The Hearing Officer concluded that under the circumstances of this case, there was no misconduct. This Court does not accept such conclusion. The mere financial inability to repay a debt would not normally subject an attorney to a disciplinary sanction. In this instance, however, Respondent's failure to repay the loan is accompanied by deceitful and misleading actions. The Respondent obtained his knowledge of the estate distribution to Johnson by virtue of a fiduciary relationship; there is no indication that he executed any written instrument to evidence the initial loan; he tendered partial payment with a bad check; and, after specifically reaffirming his promise to repay, again simply failed to do so without any indication as to why. We conclude that these findings sufficiently prove that the Respondent engaged in the charged misconduct and thereby violated Disciplinary Rules 1-102(A)(4) and (6) of the Code of Professional Responsibility for Attorneys at Law.

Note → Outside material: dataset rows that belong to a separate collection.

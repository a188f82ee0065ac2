// src/error.rs
//! Error types for the calibration recorder

use std::fmt;

pub type Result<T> = std::result::Result<T, CalError>;

#[derive(Debug)]
pub enum CalError {
    Io(std::io::Error),
    Serial(tokio_serial::Error),
    DeviceUnavailable { path: String, reason: String },
    InsufficientPorts(usize),
    Config(String),
    Other(String),
}

impl fmt::Display for CalError {
    fn fmt(&self, f: &mut fmt::Formatter<'_>) -> fmt::Result {
        match self {
            CalError::Io(e) => write!(f, "IO error: {}", e),
            CalError::Serial(e) => write!(f, "Serial error: {}", e),
            CalError::DeviceUnavailable { path, reason } => {
                write!(f, "Device {} unavailable: {}", path, reason)
            }
            CalError::InsufficientPorts(n) => {
                write!(f, "Not enough data ports: {} open, need at least 2", n)
            }
            CalError::Config(msg) => write!(f, "Config error: {}", msg),
            CalError::Other(msg) => write!(f, "Error: {}", msg),
        }
    }
}

impl std::error::Error for CalError {}

impl From<std::io::Error> for CalError {
    fn from(error: std::io::Error) -> Self {
        CalError::Io(error)
    }
}

impl From<tokio_serial::Error> for CalError {
    fn from(error: tokio_serial::Error) -> Self {
        CalError::Serial(error)
    }
}

impl From<serde_json::Error> for CalError {
    fn from(error: serde_json::Error) -> Self {
        CalError::Config(error.to_string())
    }
}
// src/recorder.rs
//! Sweep loop coordination: routes sentences from every line source through
//! the parser and correlator, and appends emitted pairs to the wind log

use crate::{
    config::{CalConfig, ConfiguredDevice},
    correlate::{Correlator, LogRecord},
    error::{CalError, Result},
    nmea::{self, Parsed},
    serial::NmeaLineSource,
};
use std::fs::File;
use std::io::Write;
use std::path::{Path, PathBuf};
use std::time::Duration;

/// Calibration needs one GPS stream and one wind stream
const MIN_PORTS: usize = 2;

/// Append-only calibration log, one "<gps speed>, <wind speed>" per line.
#[derive(Debug)]
pub struct WindLogFile {
    path: PathBuf,
    file: File,
}

impl WindLogFile {
    /// Create a log in `dir`, named from the startup timestamp. The
    /// offline fit tool picks it up by the wind_*.log pattern.
    pub fn create(dir: &Path) -> Result<Self> {
        let stamp = chrono::Local::now().format("%Y-%m-%d_%H:%M:%S");
        let path = dir.join(format!("wind_{}.log", stamp));
        let file = File::create(&path)?;
        Ok(Self { path, file })
    }

    pub fn path(&self) -> &Path {
        &self.path
    }

    /// Append one record and push it to disk.
    pub fn append(&mut self, record: &LogRecord) -> Result<()> {
        writeln!(self.file, "{}", record)?;
        self.file.flush()?;
        Ok(())
    }

    pub fn flush(&mut self) -> Result<()> {
        self.file.flush()?;
        Ok(())
    }
}

/// Feed one raw sentence through checksum check, parsers, and correlator.
///
/// Checksum mismatches are dropped silently. Parse failures are reported
/// and dropped. Sentences neither parser recognizes are ignored.
pub fn process_sentence(correlator: &mut Correlator, line: &str) -> Option<LogRecord> {
    if !nmea::verify_checksum(line) {
        return None;
    }

    // Wind first, then GPS, same as the sweep has always ordered them
    match nmea::parse_wind_sample(line) {
        Parsed::Value(sample) => {
            println!("wspd {}", sample.speed_knots);
            correlator.observe_wind_sample(sample.speed_knots);
            return None;
        }
        Parsed::Failed(reason) => {
            eprintln!("nmea failed to parse wind: {}", reason);
            return None;
        }
        Parsed::NotApplicable => {}
    }

    match nmea::parse_gps_fix(line) {
        Parsed::Value(fix) => {
            println!("speed {}", fix.speed_knots);
            correlator.observe_gps_fix(fix.speed_knots)
        }
        Parsed::Failed(reason) => {
            eprintln!("nmea failed to parse gps: {}", reason);
            None
        }
        Parsed::NotApplicable => None,
    }
}

/// Owns the line sources, the correlator state, and the log file, and
/// drives the polling loop until shutdown.
#[derive(Debug)]
pub struct CalibrationRecorder {
    sources: Vec<NmeaLineSource>,
    correlator: Correlator,
    log: WindLogFile,
    sweep_interval: Duration,
}

impl CalibrationRecorder {
    /// Open every configured device and the log file.
    ///
    /// Devices that fail to open are reported individually and skipped;
    /// ending up with fewer than two open sources is fatal.
    pub fn open(
        devices: &[ConfiguredDevice],
        config: &CalConfig,
        log_dir: &Path,
    ) -> Result<Self> {
        let mut sources = Vec::new();
        for device in devices {
            match NmeaLineSource::open(&device.path, device.baud_rate) {
                Ok(source) => sources.push(source),
                Err(e) => eprintln!("{}", e),
            }
        }

        println!("found {} ports", sources.len());
        if sources.len() < MIN_PORTS {
            return Err(CalError::InsufficientPorts(sources.len()));
        }

        let log = WindLogFile::create(log_dir)?;
        println!("file {}", log.path().display());

        Ok(Self {
            sources,
            correlator: Correlator::new(),
            log,
            sweep_interval: Duration::from_millis(config.sweep_interval_ms),
        })
    }

    /// Poll until Ctrl+C: drain each source in a fixed order, route every
    /// sentence, then throttle before the next sweep.
    pub async fn run(&mut self) -> Result<()> {
        let ctrl_c = tokio::signal::ctrl_c();
        tokio::pin!(ctrl_c);

        loop {
            self.sweep().await?;
            tokio::select! {
                _ = &mut ctrl_c => break,
                _ = tokio::time::sleep(self.sweep_interval) => {}
            }
        }

        println!("\nShutting down...");
        self.shutdown()
    }

    /// One round-robin pass: drain each source until it has no complete
    /// sentence left. A read error on one source does not abort the sweep.
    async fn sweep(&mut self) -> Result<()> {
        for source in &mut self.sources {
            loop {
                match source.read_line().await {
                    Ok(Some(line)) => {
                        if let Some(record) = process_sentence(&mut self.correlator, &line) {
                            println!("log {}", record);
                            self.log.append(&record)?;
                        }
                    }
                    Ok(None) => break,
                    Err(e) => {
                        eprintln!("Error reading from {}: {}", source.path(), e);
                        break;
                    }
                }
            }
        }
        Ok(())
    }

    fn shutdown(&mut self) -> Result<()> {
        for source in &mut self.sources {
            source.close();
        }
        self.log.flush()
    }
}

#[cfg(test)]
mod tests {
    use super::*;

    fn sentence(body: &str) -> String {
        format!("${}*{:02X}", body, nmea::checksum(body))
    }

    fn rmc(speed: &str) -> String {
        sentence(&format!(
            "GPRMC,123519,A,4807.038,N,01131.000,E,{},084.4,230394,003.1,W",
            speed
        ))
    }

    #[test]
    fn test_stable_run_emits_exactly_one_record() {
        let mut correlator = Correlator::new();

        for speed in ["5.0", "5.2", "5.1"] {
            assert_eq!(process_sentence(&mut correlator, &rmc(speed)), None);
        }
        // Wind arrives before the fourth fix
        let wind = sentence("WIMWV,180.0,R,7.9,N,A");
        assert_eq!(process_sentence(&mut correlator, &wind), None);

        let record = process_sentence(&mut correlator, &rmc("5.3")).unwrap();
        assert_eq!(record.to_string(), "5.3, 7.9");

        // No new wind sample, so the next stable fix pairs with nothing
        assert_eq!(process_sentence(&mut correlator, &rmc("5.2")), None);
    }

    #[test]
    fn test_checksum_mismatch_dropped_silently() {
        let mut correlator = Correlator::new();

        let mut corrupt = sentence("WIMWV,180.0,R,7.9,N,A");
        corrupt = corrupt.replace("180.0", "181.0");
        assert_eq!(process_sentence(&mut correlator, &corrupt), None);

        // The corrupt wind sample must not have been retained
        for speed in ["5.0", "5.2", "5.1", "5.3"] {
            assert_eq!(process_sentence(&mut correlator, &rmc(speed)), None);
        }
    }

    #[test]
    fn test_unrecognized_sentences_ignored() {
        let mut correlator = Correlator::new();
        let gga = sentence("GPGGA,123519,4807.038,N,01131.000,E,1,08,0.9,545.4,M,46.9,M,,");
        assert_eq!(process_sentence(&mut correlator, &gga), None);
        assert_eq!(process_sentence(&mut correlator, "not nmea at all"), None);
    }

    #[test]
    fn test_void_fix_keeps_pending_wind() {
        let mut correlator = Correlator::new();
        for speed in ["5.0", "5.2", "5.1"] {
            process_sentence(&mut correlator, &rmc(speed));
        }
        let wind = sentence("WIMWV,180.0,R,7.9,N,A");
        process_sentence(&mut correlator, &wind);

        // A void fix never reaches the correlator, so it must not consume
        // the pending wind sample
        let void = sentence("GPRMC,123519,V,4807.038,N,01131.000,E,5.0,084.4,230394,003.1,W");
        assert_eq!(process_sentence(&mut correlator, &void), None);

        let record = process_sentence(&mut correlator, &rmc("5.3")).unwrap();
        assert_eq!(record.to_string(), "5.3, 7.9");
    }

    #[test]
    fn test_log_line_round_trip() {
        let mut log = WindLogFile::create(&std::env::temp_dir()).unwrap();
        log.append(&LogRecord {
            gps_speed_knots: 5.3,
            wind_speed_knots: 8.2,
        })
        .unwrap();

        let contents = std::fs::read_to_string(log.path()).unwrap();
        let line = contents.lines().next().unwrap();
        let mut fields = line.split(", ");
        let gps: f64 = fields.next().unwrap().parse().unwrap();
        let wind: f64 = fields.next().unwrap().parse().unwrap();
        assert!((gps - 5.3).abs() < f64::EPSILON);
        assert!((wind - 8.2).abs() < f64::EPSILON);

        std::fs::remove_file(log.path()).ok();
    }

    #[test]
    fn test_no_devices_is_fatal_before_logging() {
        let config = CalConfig::default();
        let err = CalibrationRecorder::open(&[], &config, &std::env::temp_dir()).unwrap_err();
        assert!(matches!(err, CalError::InsufficientPorts(0)));
    }

    #[tokio::test]
    async fn test_one_unusable_device_is_fatal() {
        let config = CalConfig::default();
        let devices = vec![ConfiguredDevice {
            path: "/dev/wind-cal-no-such-device".to_string(),
            baud_rate: 4800,
        }];
        let err = CalibrationRecorder::open(&devices, &config, &std::env::temp_dir()).unwrap_err();
        assert!(matches!(err, CalError::InsufficientPorts(0)));
    }
}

Upon finding that the Respondent engaged in misconduct, we must next assess an appropriate sanction. Having considered the nature of the violations and the specific acts of the Respondent, we find that the misconduct exhibited under all three counts involves acts which clearly call to question the Respondent's fitness to continue in the profession. Although this conduct does not raise to the more critical level of misusing clients' funds, the reoccurring dishonesty in matters involving the handling of money raises serious questions as to Respondent's professional and personal integrity. It would be very difficult for any member of the profession or the public to have confidence in Respondent's performance.
In light of the foregoing considerations and being mindful of this Court's responsibility to preserve the integrity of the Bar, and to protect the public, we find that a period of suspension is appropriate under the circumstances of this case. It is, therefore, ordered that the Respondent, Kevin A. Holloway, be and he hereby is suspended from the practice of law for a period of one year beginning December 3, 1987.
Costs of this proceeding are assessed against the Respondent.
DeBRULER, J., dissents as to the sanction imposed and would approve a private reprimand.